Cómo preparar farinata: la tortita salada de garbanzos típica de Italia
Deja que la farinata se enfríe un poco en la sartén; seguirá cocinándose y solidificándose mientras reposa.

Desliza una espátula metálica fina y acodada por el borde de la tortita, luego inclina la sartén y usa la espátula para deslizarla suavemente sobre una fuente grande y plana o una tabla de cortar. Mientras la tortita se hornea hasta obtener una capa fina y crujiente en una sartén de hierro fundido caliente, me gusta asar al mismo tiempo una bandeja de verduras frescas de verano; hay espacio suficiente en el horno para ambas. Para conservar su frescura, guárdala en un recipiente hermético y no absorbente en un lugar fresco y seco hasta por 6 meses, o en el congelador hasta por un año.
Prepara la masa con antelación. Al menos media hora antes de cocinar la farinata, prepara la masa. Esto permitirá que la harina de garbanzo se hidrate completamente, logrando una textura cremosa y ligeramente densa en el centro de la tortita. La masa se puede conservar a temperatura ambiente hasta 12 horas, así que prepárala antes de ir a trabajar por la mañana para una cena rápida y sencilla.
Mantén la calabaza de verano en trozos grandes Mientras la masa reposa, prepara las verduras para asar. La calabaza de verano puede volverse aguada si se cocina lentamente; para evitar esto, córtala en trozos, úntala generosamente con aceite y extiéndela en una bandeja grande para hornear con suficiente espacio entre cada trozo. Precalienta tu sartén de hierro fundido Coloca una sartén grande de hierro fundido bien curada en un horno frío y deja que se precalienten a 220 °C juntos.
Precalienta el aceite. Una vez que la sartén y el horno estén bien calientes, añade una capa fina de aceite de oliva y gírala para cubrir toda la superficie. Vuelve a meter la sartén en el horno, cierra la puerta y deja que el aceite se caliente durante unos minutos.
Cuando el aceite esté muy caliente y empiece a humear, vierte con cuidado la masa. La sartén caliente puede chisporrotear al verterla; para evitar quemaduras, colócala sobre la rejilla o sobre la puerta del horno.

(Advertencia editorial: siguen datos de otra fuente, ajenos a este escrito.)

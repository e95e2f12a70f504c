//! Default release path: per-platform packages
//!
//! Configured targets get a stub under `npm/` if they lack one, then every
//! stub on disk is patched into a publishable package. The stubs are then registered as workspace members,
//! the root is marked private so it is not published alongside them, and the
//! workspace publish picks up everything else.

use crate::core::error::RailResult;
use crate::core::runner::CommandSpec;
use crate::napi::catalog::{self, ArchitectureDescriptor};
use crate::napi::config::NormalizedNapiConfig;
use crate::napi::manifest::{MANIFEST_FILE, RootManifest, read_json_object, write_json};
use crate::napi::stubs::{self, STUB_GLOB};
use crate::release::artifacts::{self, LICENSE_FILE, README_FILE};
use crate::release::publish::{self, PublishTarget};
use crate::release::workspace::{self, Registration};
use crate::release::ReleaseContext;
use serde_json::{Value, json};
use std::path::{Path, PathBuf};

/// Root fields every platform package inherits verbatim
pub const SHARED_FIELDS: &[&str] = &["author", "homepage", "repository", "engines", "license", "publishConfig"];

pub fn install_command(root: &Path) -> CommandSpec {
  CommandSpec::new("pnpm", root).args(["install", "--no-frozen-lockfile"])
}

/// Compiled addon file shipped by a platform package
pub fn binary_file(config: &NormalizedNapiConfig, descriptor: &ArchitectureDescriptor) -> String {
  format!("{}.{}.node", config.binary_name, descriptor.platform_key)
}

fn readme(name: &str, descriptor: &ArchitectureDescriptor, manifest: &RootManifest, package_name: &str) -> String {
  let mut out = format!(
    "# `{}`\n\nThis is the **{}** binary for `{}`\n",
    name, descriptor.triple, package_name
  );
  if let Some(url) = manifest.repository_url() {
    out.push_str(&format!("\nSource: {}\n", url));
  }
  out
}

/// Fill in one stub's manifest, LICENSE and README. Returns the package name.
pub fn patch_subpackage(
  root: &Path,
  manifest: &RootManifest,
  config: &NormalizedNapiConfig,
  descriptor: &ArchitectureDescriptor,
  license: &Path,
) -> RailResult<String> {
  let dir = stubs::stub_dir(root, descriptor);
  let manifest_path = dir.join(MANIFEST_FILE);
  let mut stub = if manifest_path.exists() {
    read_json_object(&manifest_path)?
  } else {
    serde_json::Map::new()
  };

  let name = format!("{}-{}", config.package_name, descriptor.platform_key);
  let main = binary_file(config, descriptor);

  stub.insert("name".to_string(), json!(name));
  stub.insert("description".to_string(), json!(descriptor.description));
  stub.insert("version".to_string(), json!(manifest.version()?));
  stub.insert("main".to_string(), json!(main));
  stub.insert("files".to_string(), json!([main]));
  stub.extend(manifest.pick(SHARED_FIELDS));
  stub.entry("os").or_insert_with(|| json!(descriptor.os));
  stub.entry("cpu").or_insert_with(|| json!(descriptor.cpu));

  artifacts::copy_entry(license, &dir.join(LICENSE_FILE))?;
  std::fs::write(
    dir.join(README_FILE),
    readme(&name, descriptor, manifest, &config.package_name),
  )?;
  write_json(&manifest_path, &Value::Object(stub))?;

  Ok(name)
}

/// Patch, register and publish the per-platform packages
pub fn run_default_release(
  ctx: &ReleaseContext<'_>,
  manifest: &mut RootManifest,
  config: &NormalizedNapiConfig,
) -> RailResult<Vec<PathBuf>> {
  let root = ctx.root();
  manifest.version()?;
  let license = artifacts::require_license(root)?;

  let descriptors = catalog::descriptors_for(&config.targets);
  stubs::ensure_stub_directories(root, &descriptors)?;

  println!("🩹 Patching platform packages...");
  let mut patched = Vec::new();
  for descriptor in stubs::existing(root) {
    let name = patch_subpackage(root, manifest, config, descriptor, &license)?;
    println!("   ✅ {}", name);
    patched.push(stubs::stub_dir(root, descriptor));
  }

  if workspace::register_glob(root, STUB_GLOB)? == Registration::AlreadyPresent {
    tracing::debug!("workspace glob already registered");
  }

  manifest.mark_private()?;
  println!("   Marked {} private", manifest.path().display());

  ctx.runner.run(&install_command(root))?;
  publish::publish(ctx, PublishTarget::Workspace)?;

  Ok(patched)
}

Mezcla la masa para formar una capa uniforme Antes de cerrar la puerta del horno para hornear, sujeta firmemente el mango de la sartén e inclínala suavemente para mezclar la masa en una capa uniforme, permitiendo que suba ligeramente por los bordes. Cuando la farinata se desmolde, este paso creará un pequeño borde alrededor del perímetro de la corteza, lo que hará que el panqueque sea más parecido a una tarta y ayudará a evitar que los jugos se derramen por los bordes. Asa las verduras mientras se hornea la farinata Cortada en trozos de 1,2 cm, la calabaza se cocinará perfectamente en el tiempo que tarda el panqueque en cuajar y quedar crujiente.
Puedes usar el mismo método para berenjenas o tomates de variedades antiguas, aunque, dependiendo de su madurez, los tomates se cocinarán hasta obtener una cobertura dulce y confitada en aproximadamente la mitad del tiempo. Desmolda la farinata. Deja que la farinata se enfríe un poco en la sartén; seguirá cocinándose y solidificándose mientras reposa.
Pasa una espátula metálica fina y acodada por el borde del panqueque, luego inclina la sartén y usa la espátula para deslizarlo suavemente sobre una fuente grande y plana o una tabla de cortar. Cubre la Farinata. Puedes agregar los ingredientes mientras la base aún está caliente o esperar a que se enfríe por completo y servirla a temperatura ambiente.
Si horneas la farinata con más de una hora de antelación, envuelve bien la tortita en film transparente para evitar que se seque y vuelve a ponerla crujiente en una sartén caliente sobre la estufa antes de añadirle los ingredientes.